En s’abstenant de prendre des mesures décisives, les institutions de l’UE ne parviennent pas à faire rendre des comptes aux États membres sur la façon dont ils traitent les Roms. En 2010, par exemple, la Commission a fait marche arrière, alors qu’elle menaçait initialement d’ouvrir une procédure d’infraction contre la France en raison de sa politique consistant à cibler spécifiquement les Roms, à les expulser de force et à les renvoyer dans leur pays d’origine. Le 14 mars 2013, le ministre français de l’Intérieur, Manuel Valls, a confirmé publiquement que cette politique serait poursuivie, sans clarifier comment les garanties ayant trait aux expulsions seraient appliquées.

La Commission doit commencer à utiliser tous les instruments à sa disposition pour faire face aux multiples formes de discrimination, de racisme et d’autres violations des droits humains subies par les Roms en Europe, y compris en tenant les États membres de l’UE pour responsables des violations de la législation européenne contre la discrimination.
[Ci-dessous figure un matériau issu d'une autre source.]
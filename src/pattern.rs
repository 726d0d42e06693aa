//! Filename pattern matching.
//!
//! A pattern is a regular expression whose first capturing group names the
//! subfolder a file belongs in. The search is unanchored, so `artist_([a-z]+)`
//! finds its group anywhere in the name.

use regex::{Regex, RegexBuilder};
use std::ops::Range;

/// Folder name used when group 1 captures nothing but whitespace.
pub const FALLBACK_GROUP: &str = "Unknown";

/// The pattern could not be compiled.
#[derive(Debug, Clone, PartialEq, Eq)]
pub enum PatternError {
    InvalidPattern {
        /// The pattern as given.
        pattern: String,
        /// The regex engine's syntax message.
        reason: String,
    },
}

impl std::fmt::Display for PatternError {
    fn fmt(&self, f: &mut std::fmt::Formatter<'_>) -> std::fmt::Result {
        match self {
            PatternError::InvalidPattern { pattern, reason } => {
                write!(f, "Invalid pattern '{}': {}", pattern, reason)
            }
        }
    }
}

impl std::error::Error for PatternError {}

/// What a pattern made of one filename.
#[derive(Debug, Clone, PartialEq, Eq)]
pub enum MatchOutcome {
    /// Group 1 matched. `group` is trimmed (or the fallback label), `span` is the
    /// byte range of the raw capture inside the filename.
    Matched { group: String, span: Range<usize> },
    /// The pattern matched but group 1 did not take part (or does not exist).
    NoGroup,
    /// The pattern did not match at all.
    NoMatch,
}

impl MatchOutcome {
    /// The folder name to classify into, if any.
    pub fn group(&self) -> Option<&str> {
        match self {
            MatchOutcome::Matched { group, .. } => Some(group),
            _ => None,
        }
    }

    pub fn is_match(&self) -> bool {
        matches!(self, MatchOutcome::Matched { .. })
    }
}

/// A compiled filename pattern.
#[derive(Debug, Clone)]
pub struct CompiledPattern {
    regex: Regex,
}

impl CompiledPattern {
    /// Compiles `pattern`, case-insensitively when asked.
    ///
    /// # Errors
    ///
    /// Returns `PatternError::InvalidPattern` carrying the syntax message.
    ///
    /// # Examples
    ///
    /// ```
    /// use namesort::pattern::CompiledPattern;
    ///
    /// let pattern = CompiledPattern::compile(r"artist[_\s-]*([a-z]+)", true).unwrap();
    /// assert_eq!(pattern.classify("ARTIST_Alice - pic1.jpg").group(), Some("Alice"));
    /// assert!(CompiledPattern::compile("(unclosed", true).is_err());
    /// ```
    pub fn compile(pattern: &str, case_insensitive: bool) -> Result<Self, PatternError> {
        let regex = RegexBuilder::new(pattern)
            .case_insensitive(case_insensitive)
            .build()
            .map_err(|e| PatternError::InvalidPattern {
                pattern: pattern.to_string(),
                reason: e.to_string(),
            })?;
        Ok(Self { regex })
    }

    pub fn as_str(&self) -> &str {
        self.regex.as_str()
    }

    /// Searches `file_name` for the first occurrence of the pattern.
    pub fn classify(&self, file_name: &str) -> MatchOutcome {
        let Some(captures) = self.regex.captures(file_name) else {
            return MatchOutcome::NoMatch;
        };
        let Some(group) = captures.get(1) else {
            return MatchOutcome::NoGroup;
        };

        let trimmed = group.as_str().trim();
        let group_value = if trimmed.is_empty() {
            FALLBACK_GROUP.to_string()
        } else {
            trimmed.to_string()
        };

        MatchOutcome::Matched {
            group: group_value,
            span: group.range(),
        }
    }
}
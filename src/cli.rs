//! Command-line interface module for namesort.
//!
//! This module handles all CLI-related functionality including:
//! - Command parsing
//! - Merging command-line flags with configuration defaults
//! - Running classification and undo on a worker thread while showing progress
//! - Previewing a pattern and listing saved journals

use crate::classifier::{ClassificationRequest, ClassifyReport, RunOutcome};
use crate::config::{Config, ExtensionPreset};
use crate::enumerate::ExtensionFilter;
use crate::events::{CancellationToken, RunEvent};
use crate::journal::{JournalStore, OperationMode};
use crate::output::OutputFormatter;
use crate::pattern::CompiledPattern;
use crate::preview;
use crate::undo::UndoReport;
use crate::worker::{self, RunHandle};
use clap::{Args, Parser, Subcommand};
use std::path::{Path, PathBuf};

/// namesort - sort files into folders named after part of their file name
///
/// The first capturing group of a regular expression picks the folder:
/// with `artist_([a-z]+)` the file `artist_Alice.jpg` goes to `Alice/`.
#[derive(Parser, Debug, Clone)]
#[command(name = "namesort")]
#[command(author, version, about, long_about = None)]
pub struct Cli {
    #[command(subcommand)]
    pub command: Command,

    /// Configuration file (default: .namesortrc.toml, then ~/.config/namesort/config.toml)
    #[arg(long, global = true)]
    pub config: Option<PathBuf>,

    /// Directory holding undo journals (default: classify_moves/ next to the executable)
    #[arg(long, global = true)]
    pub journal_dir: Option<PathBuf>,
}

#[derive(Subcommand, Debug, Clone)]
pub enum Command {
    /// Move or copy matching files into group folders
    Classify(RunArgs),
    /// Show how files would be grouped without touching them
    Preview(RunArgs),
    /// Revert a classification run
    Undo {
        /// Journal file to undo (default: the most recent one)
        journal: Option<PathBuf>,
    },
    /// List saved undo journals
    Journals,
}

/// Settings for a classification or preview.
#[derive(Args, Debug, Clone, Default)]
pub struct RunArgs {
    /// Directory whose files are sorted
    pub directory: PathBuf,

    /// Regular expression; its first capturing group names the folder
    #[arg(short, long)]
    pub pattern: Option<String>,

    /// Comma-separated extensions to include, e.g. "jpg, png" ("" for all files)
    #[arg(short, long = "ext", conflicts_with = "kind")]
    pub extensions: Option<String>,

    /// Use a predefined extension list
    #[arg(short, long, value_enum)]
    pub kind: Option<ExtensionPreset>,

    /// Move files (default) or leave originals and copy them
    #[arg(short, long, value_enum)]
    pub mode: Option<OperationMode>,

    /// Match the pattern case-sensitively
    #[arg(long)]
    pub case_sensitive: bool,
}

impl RunArgs {
    /// Builds the request for a run, filling gaps from `config`.
    pub fn to_request(&self, config: &Config) -> ClassificationRequest {
        let defaults = &config.defaults;

        let extensions = match (&self.extensions, self.kind) {
            (Some(text), _) => ExtensionFilter::parse(text),
            (None, Some(kind)) => kind.filter(),
            (None, None) => ExtensionFilter::parse(&defaults.extensions),
        };

        let pattern = self.pattern.as_deref().unwrap_or(&defaults.pattern).trim();

        ClassificationRequest::new(&self.directory, pattern)
        .with_extensions(extensions)
        .with_mode(self.mode.unwrap_or(defaults.mode))
        .case_insensitive(!self.case_sensitive && defaults.case_insensitive)
    }
}

/// Runs the CLI application with a fresh cancellation token.
///
/// # Examples
///
/// ```no_run
/// use clap::Parser;
/// use namesort::cli::{Cli, run_cli};
///
/// let cli = Cli::parse_from(["namesort", "classify", "/path/to/pictures", "-e", "jpg"]);
/// if let Err(e) = run_cli(cli) {
///     eprintln!("Error: {}", e);
/// }
/// ```
pub fn run_cli(cli: Cli) -> Result<(), String> {
    run_cli_with_cancellation(cli, CancellationToken::new())
}

/// Runs the CLI application; `cancel` stops a running classification or undo.
pub fn run_cli_with_cancellation(cli: Cli, cancel: CancellationToken) -> Result<(), String> {
    let config = Config::load(cli.config.as_deref())
        .map_err(|e| format!("Error loading configuration: {}", e))?;

    match &cli.command {
        Command::Classify(args) => {
            let store = journal_store(&config, cli.journal_dir.as_deref())?;
            classify_directory(args.to_request(&config), store, cancel)
        }
        Command::Preview(args) => preview_directory(&args.to_request(&config)),
        Command::Undo { journal } => {
            let store = journal_store(&config, cli.journal_dir.as_deref())?;
            undo_journal(journal.as_deref(), &store, cancel)
        }
        Command::Journals => {
            let store = journal_store(&config, cli.journal_dir.as_deref())?;
            list_journals(&store)
        }
    }
}

fn journal_store(config: &Config, override_dir: Option<&Path>) -> Result<JournalStore, String> {
    config
        .journal_store(override_dir)
        .map_err(|e| format!("Error locating journals: {}", e))
}

/// Classifies a directory on a worker thread and prints the outcome.
///
/// Invalid patterns and empty directories are reported in the run log rather
/// than returned as errors.
pub fn classify_directory(
    request: ClassificationRequest,
    store: JournalStore,
    cancel: CancellationToken,
) -> Result<(), String> {
    if request.pattern.trim().is_empty() {
        return Err("Please provide a pattern with a capturing group.".to_string());
    }

    OutputFormatter::info(&format!(
        "Classifying contents of: {}",
        request.source_directory.display()
    ));

    let run = worker::spawn_classify(request, store, cancel)
        .map_err(|e| format!("Could not start worker thread: {}", e))?;
    let report = follow(run)?;

    print_classify_report(&report);
    Ok(())
}

fn print_classify_report(report: &ClassifyReport) {
    if report.processed > 0 {
        OutputFormatter::summary_table(&report.group_counts, report.processed);
    }

    match &report.outcome {
        RunOutcome::Completed => OutputFormatter::success("Classification complete!"),
        RunOutcome::Cancelled => {
            OutputFormatter::warning("Classification cancelled; files already handled stay put.")
        }
        RunOutcome::Aborted { reason } => {
            OutputFormatter::warning(&format!("Nothing was classified: {}", reason))
        }
    }

    if !report.failed.is_empty() {
        OutputFormatter::warning(&format!(
            "{} files could not be classified. Please review errors above.",
            report.failed.len()
        ));
    }

    if let Some(path) = &report.journal_path {
        OutputFormatter::plain(&format!(
            "Use 'namesort undo \"{}\"' to revert changes.",
            path.display()
        ));
    }
}

/// Prints how each eligible file would be grouped.
pub fn preview_directory(request: &ClassificationRequest) -> Result<(), String> {
    let compiled = CompiledPattern::compile(&request.pattern, request.case_insensitive)
        .map_err(|e| e.to_string())?;

    let result = preview::preview(&request.source_directory, &compiled, &request.extensions)
        .map_err(|e| {
            format!(
                "Error reading directory {}: {}",
                request.source_directory.display(),
                e
            )
        })?;

    if result.entries.is_empty() {
        OutputFormatter::info("No files with a matching extension were found.");
        return Ok(());
    }

    OutputFormatter::header(&format!(
        "PREVIEW: {}",
        request.source_directory.display()
    ));
    for entry in &result.entries {
        OutputFormatter::plain(&OutputFormatter::preview_line(entry));
    }
    if result.has_more {
        OutputFormatter::plain(" … more files not shown");
    }

    let counts = result.group_counts();
    let matched: usize = counts.values().sum();
    if matched > 0 {
        OutputFormatter::summary_table(&counts, matched);
    }

    OutputFormatter::success("Preview complete. No files were modified.");
    Ok(())
}

/// Undoes `journal`, or the newest journal in `store` when none is given.
pub fn undo_journal(
    journal: Option<&Path>,
    store: &JournalStore,
    cancel: CancellationToken,
) -> Result<(), String> {
    let journal_path = match journal {
        Some(path) => path.to_path_buf(),
        None => store
            .latest()
            .map_err(|e| e.to_string())?
            .ok_or_else(|| {
                format!("No journal found to undo in {}", store.dir().display())
            })?,
    };

    OutputFormatter::info(&format!("Undoing {}", journal_path.display()));

    let run = worker::spawn_undo(journal_path, cancel)
        .map_err(|e| format!("Could not start worker thread: {}", e))?;
    let report = follow(run)?.map_err(|e| e.to_string())?;

    print_undo_report(&report);
    Ok(())
}

fn print_undo_report(report: &UndoReport) {
    OutputFormatter::header("UNDO");
    OutputFormatter::plain(&format!("  Restored: {}", report.restored_files));
    OutputFormatter::plain(&format!("  Copies deleted: {}", report.deleted_copies));

    if !report.skipped_files.is_empty() {
        OutputFormatter::plain(&format!("  Skipped: {}", report.skipped_files.len()));
        for (path, reason) in &report.skipped_files {
            OutputFormatter::plain(&format!("    - {}: {}", path.display(), reason));
        }
    }

    if !report.failed_restores.is_empty() {
        OutputFormatter::plain(&format!("  Failed: {}", report.failed_restores.len()));
        for (path, reason) in &report.failed_restores {
            OutputFormatter::error(&format!("    - {}: {}", path.display(), reason));
        }
    }

    match report.outcome {
        RunOutcome::Cancelled => OutputFormatter::warning("Undo cancelled."),
        _ => OutputFormatter::success("Undo complete!"),
    }
}

/// Lists the journals in `store`, oldest first.
pub fn list_journals(store: &JournalStore) -> Result<(), String> {
    let journals = store.list().map_err(|e| e.to_string())?;
    if journals.is_empty() {
        OutputFormatter::info(&format!("No journals in {}", store.dir().display()));
        return Ok(());
    }

    OutputFormatter::header(&format!("JOURNALS in {}", store.dir().display()));
    for path in &journals {
        let name = path
            .file_name()
            .map(|n| n.to_string_lossy().to_string())
            .unwrap_or_default();
        match JournalStore::load(path) {
            Ok(journal) => {
                let when = journal
                    .created_at_time()
                    .map(|t| t.format("%Y-%m-%d %H:%M:%S").to_string())
                    .unwrap_or(journal.created_at.clone());
                OutputFormatter::plain(&format!(
                    " - {}  {}  {} {} action(s) in {}",
                    name,
                    when,
                    journal.operation_mode,
                    journal.actions.len(),
                    journal.source_directory.display()
                ));
            }
            Err(e) => OutputFormatter::warning(&format!(" - {}: {}", name, e)),
        }
    }
    Ok(())
}

/// Shows a run's log lines and progress until it finishes, then returns its result.
fn follow<T>(run: RunHandle<T>) -> Result<T, String> {
    let pb = OutputFormatter::create_progress_bar();

    for event in run.events().iter() {
        match event {
            RunEvent::Progress(percent) => pb.set_position(u64::from(percent)),
            RunEvent::Log(line) => pb.println(OutputFormatter::log_line(&line)),
            RunEvent::Finished(_) => {}
        }
    }
    pb.finish_and_clear();

    run.join()
        .map_err(|_| "The worker thread stopped unexpectedly.".to_string())
}
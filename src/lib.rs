//! namesort - sort files into folders named after part of their file name
//!
//! This library provides the pieces behind the `namesort` tool: conflict-free
//! destination naming, single-level file enumeration, regex group extraction,
//! the classification and undo engines, and the journal store that links them.

pub mod classifier;
pub mod cli;
pub mod config;
pub mod enumerate;
pub mod events;
pub mod journal;
pub mod naming;
pub mod output;
pub mod pattern;
pub mod preview;
pub mod undo;
pub mod worker;

pub use classifier::{ClassificationRequest, Classifier, ClassifyReport, RunOutcome};
pub use config::{Config, ConfigError};
pub use enumerate::ExtensionFilter;
pub use events::{CancellationToken, EventSink, LogKind, LogLine, RunEvent};
pub use journal::{ActionRecord, Journal, JournalError, JournalStore, OperationMode};
pub use pattern::{CompiledPattern, MatchOutcome, PatternError};
pub use undo::{UndoManager, UndoReport};

pub use cli::{Cli, run_cli};
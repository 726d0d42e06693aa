//! Progress and log events emitted by a run, and the token used to stop one.

use std::path::PathBuf;
use std::sync::Arc;
use std::sync::atomic::{AtomicBool, Ordering};
use std::sync::mpsc::{self, Receiver, Sender};

/// Category of a log line.
#[derive(Debug, Clone, Copy, PartialEq, Eq, Hash)]
pub enum LogKind {
    Start,
    Moved,
    Copied,
    Skipped,
    Error,
    Warning,
    Info,
    Done,
    Journal,
    Restored,
    Deleted,
}

impl LogKind {
    /// The bracketed tag printed in front of the message.
    pub fn tag(&self) -> &'static str {
        match self {
            LogKind::Start => "[start]",
            LogKind::Moved => "[moved]",
            LogKind::Copied => "[copied]",
            LogKind::Skipped => "[skipped]",
            LogKind::Error => "[error]",
            LogKind::Warning => "[warning]",
            LogKind::Info => "[info]",
            LogKind::Done => "[done]",
            LogKind::Journal => "[journal]",
            LogKind::Restored => "[restored]",
            LogKind::Deleted => "[deleted]",
        }
    }
}

/// One human-readable line of run output.
#[derive(Debug, Clone, PartialEq, Eq)]
pub struct LogLine {
    pub kind: LogKind,
    pub message: String,
}

impl std::fmt::Display for LogLine {
    fn fmt(&self, f: &mut std::fmt::Formatter<'_>) -> std::fmt::Result {
        write!(f, "{} {}", self.kind.tag(), self.message)
    }
}

#[derive(Debug, Clone, PartialEq, Eq)]
pub enum RunEvent {
    /// Percentage of items handled so far, 0 to 100.
    Progress(u8),
    Log(LogLine),
    /// Sent once at the end. Carries the journal path for a classification run
    /// that recorded something, `None` otherwise.
    Finished(Option<PathBuf>),
}

/// Sending half of a run's event stream.
///
/// Events sent after the receiver is gone are dropped; a run never fails
/// because nobody is listening.
#[derive(Debug, Clone, Default)]
pub struct EventSink {
    sender: Option<Sender<RunEvent>>,
}

impl EventSink {
    /// Creates a connected sink/receiver pair.
    pub fn channel() -> (Self, Receiver<RunEvent>) {
        let (sender, receiver) = mpsc::channel();
        (
            Self {
                sender: Some(sender),
            },
            receiver,
        )
    }

    /// A sink that discards everything.
    pub fn silent() -> Self {
        Self::default()
    }

    pub fn emit(&self, event: RunEvent) {
        if let Some(sender) = &self.sender {
            let _ = sender.send(event);
        }
    }

    pub fn progress(&self, percent: u8) {
        self.emit(RunEvent::Progress(percent.min(100)));
    }

    pub fn log(&self, kind: LogKind, message: impl Into<String>) {
        self.emit(RunEvent::Log(LogLine {
            kind,
            message: message.into(),
        }));
    }

    pub fn finished(&self, journal: Option<PathBuf>) {
        self.emit(RunEvent::Finished(journal));
    }
}

/// Integer percentage of `done` out of `total`; reaches 100 only when `done == total`.
pub fn percent(done: usize, total: usize) -> u8 {
    if total == 0 {
        return 0;
    }
    ((done.min(total) * 100) / total) as u8
}

/// Cooperative stop flag shared between a run and whoever started it.
///
/// Clones share the same flag. Runs check it once per file.
#[derive(Debug, Clone, Default)]
pub struct CancellationToken {
    cancelled: Arc<AtomicBool>,
}

impl CancellationToken {
    pub fn new() -> Self {
        Self::default()
    }

    pub fn is_cancelled(&self) -> bool {
        self.cancelled.load(Ordering::SeqCst)
    }

    pub fn cancel(&self) {
        self.cancelled.store(true, Ordering::SeqCst);
    }
}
L’UE se targue d’être fondée sur des principes de liberté, de démocratie, de respect des droits humains et des libertés fondamentales, mais la discrimination quotidienne contre les Roms montre clairement que l’UE doit faire de ces principes une réalité pour l’un des plus grands groupes ethniques d’Europe. « L’enjeu, c’est l’Europe. L’enjeu, c’est vous. » Ce slogan doit être une réalité pour tous les Européens, y compris les Roms.